[1]:

import hmclab
from hmclab.Samplers import HMC
import numpy

Creating your own inverse problem#

This notebook will show the steps required to implement (HMC) sampling of your own defined inverse problem.

To illustrate the process we will implement the Styblisnky-Tang function in arbitrary dimensions. The class will be built piece by piece, to indicate all required objects.

To implement any distribution / likelihood / target, we need to inherit from hmclab.Distributions._AbstractDistribution. By doing this, we can make the sampler understand that we passed a distribution, as well as providing checks on all required methods and attributes.

Note: We will now go through the process of illustrating what happens when you implement a distribution yourself, in steps. I’ll do this in a trial-and-error fashion, to show what happens if you omit required parts. For the shorter technical version, I refer to the documentation of the abstract class hmclab.Distributions._AbstractDistribution, which illustrates the required abstract methods and attributes.

Gathering all the ingredients#

We can create a class that defines nothing (yet) and only inherits from the abstract base class the following way:

[2]:

class my_inverse_problem_class(hmclab.Distributions._AbstractDistribution):
    pass

We now have a class of this distribution, e.g. a template on how to construct it. To actually use it, we need an instance. Instances of classes are created in the following way:

[3]:

try:
    target = my_inverse_problem_class()
except Exception as e:
    print(e)

Can't instantiate abstract class my_inverse_problem_class with abstract methods generate, gradient, misfit

Oops, that didn’t work! If we try to decipher the Python error we can actually understand why: the class is missing ‘abstract’ functions. Abstract functions are functions that we have to implement ourselves. The abstract base class is asking for the following functions:

gradient : A function to compute the gradient of the misfit function.
misfit : A function to compute the misfit function.
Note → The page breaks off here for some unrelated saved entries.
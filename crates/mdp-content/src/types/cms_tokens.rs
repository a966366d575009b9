use serde::{Deserialize, Serialize};

/// Named facts about the current member and journey, fetched once per page.
///
/// Every field is optional: the backend only sends what applies to the
/// member. Dates are ISO 8601 strings, ages and periods are ISO 8601
/// durations (`P65Y3M`) or plain numbers, money is in pounds.
#[derive(Debug, Clone, Default, PartialEq, Serialize, Deserialize)]
#[serde(rename_all = "camelCase", default)]
pub struct CmsTokens {
    pub title: Option<String>,
    pub forenames: Option<String>,
    pub surname: Option<String>,
    pub name: Option<String>,
    pub date_of_birth: Option<String>,
    pub age_iso: Option<String>,
    pub insurance_number: Option<String>,
    pub reference_number: Option<String>,
    pub email: Option<String>,
    pub phone_number: Option<String>,
    pub mobile_phone_number: Option<String>,
    pub address: Option<PostalAddress>,
    pub scheme_name: Option<String>,
    pub scheme_code: Option<String>,
    pub category: Option<String>,
    pub membership_status: Option<String>,
    pub date_joined_scheme: Option<String>,
    pub pensionable_service_start_date: Option<String>,
    pub pensionable_service_iso: Option<String>,
    pub normal_retirement_date: Option<String>,
    pub normal_retirement_age: Option<f64>,
    pub time_to_normal_retirement_iso: Option<String>,
    pub target_retirement_date: Option<String>,
    pub target_retirement_age: Option<f64>,
    pub time_to_target_retirement_iso: Option<String>,
    pub earliest_retirement_date: Option<String>,
    pub earliest_retirement_age: Option<f64>,
    pub latest_retirement_date: Option<String>,
    pub latest_retirement_age: Option<f64>,
    pub selected_quote_name: Option<String>,
    pub total_pension: Option<f64>,
    pub total_lump_sum: Option<f64>,
    pub total_fund_value: Option<f64>,
    pub transfer_value: Option<f64>,
    pub guaranteed_transfer_value: Option<f64>,
    pub transfer_quote_expiry_date: Option<String>,
    pub lifetime_allowance_percentage: Option<f64>,
    pub retirement_application_expiry_date: Option<String>,
    pub retirement_application_submission_date: Option<String>,
    pub transfer_application_submission_date: Option<String>,
    pub bereavement_reference: Option<String>,
}

/// A member's postal address as held by the administration system.
#[derive(Debug, Clone, Default, PartialEq, Serialize, Deserialize)]
#[serde(rename_all = "camelCase", default)]
pub struct PostalAddress {
    pub line1: Option<String>,
    pub line2: Option<String>,
    pub line3: Option<String>,
    pub line4: Option<String>,
    pub line5: Option<String>,
    pub country: Option<String>,
    pub post_code: Option<String>,
}

impl PostalAddress {
    /// Non-blank address lines in display order, post code last.
    pub fn lines(&self) -> Vec<&str> {
        [
            &self.line1,
            &self.line2,
            &self.line3,
            &self.line4,
            &self.line5,
            &self.country,
            &self.post_code,
        ]
        .into_iter()
        .filter_map(|line| line.as_deref())
        .map(str::trim)
        .filter(|line| !line.is_empty())
        .collect()
    }
}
The required input of misfit and gradient is a numpy vector of shape (dimensions, 1). The outputs are respectively a float and a numpy vector of shape (dimensions, 1). This can also be found when printing the documentation:

[4]:

print(f"Function: {hmclab.Distributions._AbstractDistribution.gradient.__name__}")
print(hmclab.Distributions._AbstractDistribution.gradient.__doc__)

print(f"Function: {hmclab.Distributions._AbstractDistribution.misfit.__name__}")
print(hmclab.Distributions._AbstractDistribution.misfit.__doc__)

Function: gradient
Compute gradient of distribution.

        Parameters
        ----------
        coordinates : numpy.ndarray
            Numpy array shaped as (dimensions, 1) representing a column vector
            containing the coordinates :math:`\mathbf{m}`.

        Returns
        -------
        gradient : numpy.ndarray
            The distribution misfit gradient :math:`\nabla_\mathbf{m}\chi`.
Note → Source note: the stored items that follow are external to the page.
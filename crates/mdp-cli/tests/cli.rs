//! End-to-end tests for the `mdp` binary

use std::fs::write;
use std::path::{Path, PathBuf};
use std::process::{Command, Output};

use pretty_assertions::assert_eq;
use serde_json::{Value, json};
use tempfile::TempDir;

fn mdp(args: &[&str]) -> Output {
    Command::new(env!("CARGO_BIN_EXE_mdp"))
        .args(["--color", "never"])
        .args(args)
        .env_remove("RUST_LOG")
        .env_remove("MDP_TENANT")
        .env_remove("MDP_SETTINGS")
        .output()
        .unwrap()
}

fn write_file(dir: &TempDir, name: &str, content: &str) -> PathBuf {
    let path = dir.path().join(name);
    write(&path, content).unwrap();
    path
}

fn write_json(dir: &TempDir, name: &str, value: &Value) -> PathBuf {
    write_file(dir, name, &value.to_string())
}

fn arg(path: &Path) -> &str {
    path.to_str().unwrap()
}

fn stdout_json(output: &Output) -> Value {
    serde_json::from_slice(&output.stdout).unwrap()
}

fn quote_tree(dir: &TempDir) -> PathBuf {
    write_json(
        dir,
        "quote.json",
        &json!({
            "options": {
                "first": {
                    "options": {
                        "option1": { "attributes": { "value": 0 } },
                        "option2": { "attributes": { "value": 1500.5 } }
                    }
                }
            }
        }),
    )
}

#[test]
fn test_resolve_zero_value() {
    let dir = TempDir::new().unwrap();
    let quote = quote_tree(&dir);
    let output = mdp(&["resolve", "--quote", arg(&quote), "--path", "first.option1.value"]);
    assert_eq!(output.status.code(), Some(exitcode::OK));
    assert_eq!(String::from_utf8_lossy(&output.stdout).trim(), "0");
}

#[test]
fn test_resolve_missing_path_is_data_error() {
    let dir = TempDir::new().unwrap();
    let quote = quote_tree(&dir);
    let output = mdp(&[
        "resolve",
        "--quote",
        arg(&quote),
        "--path",
        "nonexistent.path",
        "--json",
    ]);
    assert_eq!(output.status.code(), Some(exitcode::DATAERR));
    assert_eq!(
        stdout_json(&output),
        json!({ "path": "nonexistent.path", "value": null })
    );
}

#[test]
fn test_missing_input_file() {
    let dir = TempDir::new().unwrap();
    let absent = dir.path().join("absent.json");
    let output = mdp(&["resolve", "--quote", arg(&absent), "--path", "a"]);
    assert_eq!(output.status.code(), Some(exitcode::NOINPUT));
}

#[test]
fn test_render_summary_json() {
    let dir = TempDir::new().unwrap();
    let quote = quote_tree(&dir);
    let summary = write_json(
        &dir,
        "summary.json",
        &json!([
            { "header": "Annual pension", "format": "Currency per year", "value": "first.option2.value" },
            { "header": "Note", "format": "Text", "value": "Paid monthly" }
        ]),
    );
    let labels = write_json(&dir, "labels.json", &json!({ "year": "yr" }));

    let output = mdp(&[
        "render",
        "--quote",
        arg(&quote),
        "--summary",
        arg(&summary),
        "--labels",
        arg(&labels),
        "--json",
    ]);
    assert_eq!(output.status.code(), Some(exitcode::OK));

    let rendered = stdout_json(&output);
    assert_eq!(rendered[0]["rendered"]["value"], json!("£1,500.50/yr"));
    assert_eq!(rendered[1]["rendered"]["value"], json!("Paid monthly"));
}

#[test]
fn test_inject_content_tree() {
    let dir = TempDir::new().unwrap();
    let content = write_json(
        &dir,
        "content.json",
        &json!({
            "title": "Welcome to [[token:tenant-name]], [[token:forenames]]",
            "items": ["[[token:insurance-number]]"]
        }),
    );
    let tokens = write_json(&dir, "tokens.json", &json!({ "forenames": "Ada" }));

    let output = mdp(&[
        "inject",
        "--content",
        arg(&content),
        "--tokens",
        arg(&tokens),
        "--tenant",
        "Acme",
        "--strict",
    ]);
    assert_eq!(output.status.code(), Some(exitcode::DATAERR));
    assert_eq!(
        stdout_json(&output),
        json!({
            "title": "Welcome to Acme, Ada",
            "items": ["[[token:insurance-number]]"]
        })
    );
    assert!(String::from_utf8_lossy(&output.stderr).contains("token 'insurance-number' has no value"));
}

#[test]
fn test_inject_html_rules() {
    let dir = TempDir::new().unwrap();
    let content = write_json(
        &dir,
        "content.json",
        &json!({ "html": "<p>[[modal:help]]</p><p> </p>" }),
    );

    let output = mdp(&["inject", "--content", arg(&content), "--html"]);
    assert_eq!(output.status.code(), Some(exitcode::OK));
    assert_eq!(
        stdout_json(&output),
        json!({ "html": r#"<p><span id="modal-help" class="mdp-modal-placeholder"></span></p>"# })
    );
}

#[test]
fn test_check_reports_counts() {
    let dir = TempDir::new().unwrap();
    let content = write_json(
        &dir,
        "page.json",
        &json!({
            "intro": "Hi [[token:name]], see [[modal:help]]",
            "footer": "[[label:contact]] [[data-date:quote.date]]"
        }),
    );

    let output = mdp(&["check", arg(&content), "--json"]);
    assert_eq!(output.status.code(), Some(exitcode::OK));

    let reports = stdout_json(&output);
    assert_eq!(reports[0]["texts"], json!(2));
    assert_eq!(
        reports[0]["counts"],
        json!({ "token": 1, "modal": 1, "label": 1, "data-date": 1 })
    );
    assert_eq!(reports[0]["errors"], json!([]));
}

#[test]
fn test_check_flags_malformed_markers() {
    let dir = TempDir::new().unwrap();
    let text = write_file(&dir, "page.html", "<p>Hello [[tokn:name]] and [[token:nmae]]</p>");

    let output = mdp(&["check", arg(&text), "--json"]);
    assert_eq!(output.status.code(), Some(exitcode::DATAERR));

    let reports = stdout_json(&output);
    assert_eq!(
        reports[0]["errors"],
        json!(["unknown placeholder kind 'tokn' at 1:10"])
    );
    assert_eq!(reports[0]["warnings"].as_array().map(Vec::len), Some(1));
}

#[test]
fn test_dispatch_page() {
    let dir = TempDir::new().unwrap();
    let quote = quote_tree(&dir);
    let page = write_json(
        &dir,
        "page.json",
        &json!({
            "blocks": [
                { "type": "Heading", "elements": { "text": "Hello [[token:forenames]]" } },
                { "type": "Legacy block" },
                { "type": "Legacy block", "elements": { "panelNameLabel": "Old widget" } }
            ]
        }),
    );
    let tokens = write_json(&dir, "tokens.json", &json!({ "forenames": "Ada" }));

    let output = mdp(&[
        "dispatch",
        "--page",
        arg(&page),
        "--quote",
        arg(&quote),
        "--tokens",
        arg(&tokens),
    ]);
    assert_eq!(output.status.code(), Some(exitcode::OK));
    assert_eq!(
        stdout_json(&output),
        json!([
            {
                "component": "Heading",
                "family": "content",
                "elements": { "text": "Hello Ada" }
            },
            {
                "component": "Unknown",
                "family": "placeholder",
                "panelName": "Old widget"
            }
        ])
    );
}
        The distribution misfit gradient is related to the distribution probability
        density as:

        .. math::

            \nabla_\mathbf{m} \chi_\text{distribution} (\mathbf{m}) = -
            \nabla_\mathbf{m} \log p(\mathbf{m}).


        This method is called many times in an HMC appraisal. It is therefore
        beneficial to optimize the implementation.

Function: misfit
Compute misfit of distribution.

        Misfit computation (e.g. log likelihood) of the distribution. This method is
        present in all implemented derived classes, and should be present, with this
        exact signature, in all user-implemented derived classes.

        Parameters
        ----------
        coordinates : numpy.ndarray
            Numpy array shaped as (dimensions, 1) representing a column vector
            containing the coordinates :math:`\mathbf{m}`.

        Returns
        -------
        misfit : float
            The distribution misfit :math:`\chi`.
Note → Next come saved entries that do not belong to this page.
//! CLDR plural category resolution for English unit names.
//!
//! Rules are built once per thread on first use.

use icu_locale_core::locale;
use icu_plurals::{PluralCategory, PluralRuleType, PluralRules};

thread_local! {
    static ENGLISH_RULES: Option<PluralRules> =
        PluralRules::try_new(locale!("en").into(), PluralRuleType::Cardinal.into()).ok();
}

fn category_str(category: PluralCategory) -> &'static str {
    match category {
        PluralCategory::Zero => "zero",
        PluralCategory::One => "one",
        PluralCategory::Two => "two",
        PluralCategory::Few => "few",
        PluralCategory::Many => "many",
        PluralCategory::Other => "other",
    }
}

/// English CLDR plural category for `n`: `"one"` or `"other"`.
///
/// ```
/// use mdp_content::interpreter::plural_category;
///
/// assert_eq!(plural_category(1), "one");
/// assert_eq!(plural_category(0), "other");
/// assert_eq!(plural_category(65), "other");
/// ```
pub fn plural_category(n: i64) -> &'static str {
    ENGLISH_RULES.with(|rules| match rules {
        Some(rules) => category_str(rules.category_for(n)),
        None if n == 1 => "one",
        None => "other",
    })
}

/// `"1 year"`, `"2 years"`.
pub fn count_with_unit(n: i64, unit: &str) -> String {
    match plural_category(n) {
        "one" => format!("{n} {unit}"),
        _ => format!("{n} {unit}s"),
    }
}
        The distribution misfit is related to the distribution probability density as:

        .. math::

            \chi_\text{distribution} (\mathbf{m}) \propto -\log p(\mathbf{m}).


        This method is called many times in an HMC appraisal. It is therefore
        beneficial to optimize the implementation.

        Note that the distribution need not be normalized, except when using mixtures of
        distributions. Therefore, distributions for which the normalization constant is
        intractable should not be used in mixtures. These distributions can be combined
        using Bayes' rule with other mixtures.

The API reference of these methods can be found at _AbstractDistribution.gradient and _AbstractDistribution.misfit.

An empty target model: Brownian Motion#

To start, we can make a mock class, with zero misfit everywhere. This was the easiest implementation of a distribution that I could think of.

This essentially is a uniform unbouded distribution. Because it is an unnormalizable distribution, it is actually an improper prior. However, that doesn’t stop us from creating a Markov chain over it.

A class based on this could look like the following:

[5]:

class my_inverse_problem_class(hmclab.Distributions._AbstractDistribution):
    def misfit(self, m):
        return 0

    def gradient(self, m):
        return numpy.zeros((dimensions, 1))

    def generate(self, m):
        raise NotImplementedError()

Creating an instance of this class should work now we have implemented all the required functions:

[6]:

try:
    target = my_inverse_problem_class()
except Exception as e:
    print(e)

Can't instantiate abstract class my_inverse_problem_class with abstract attributes: dimensions

The error changed! No complaints about missing methods. We now have a complaint about a missing attribute; dimensions. It turns out, to do any sampling, we still have to define in what dimension model space we are operating. We can set this property in the constructor in the following way:

[7]:

class my_inverse_problem_class(hmclab.Distributions._AbstractDistribution):
    def __init__(self):
        self.dimensions = 2

    def misfit(self, m):
        return 0

    def gradient(self, m):
        return numpy.zeros((self.dimensions, 1))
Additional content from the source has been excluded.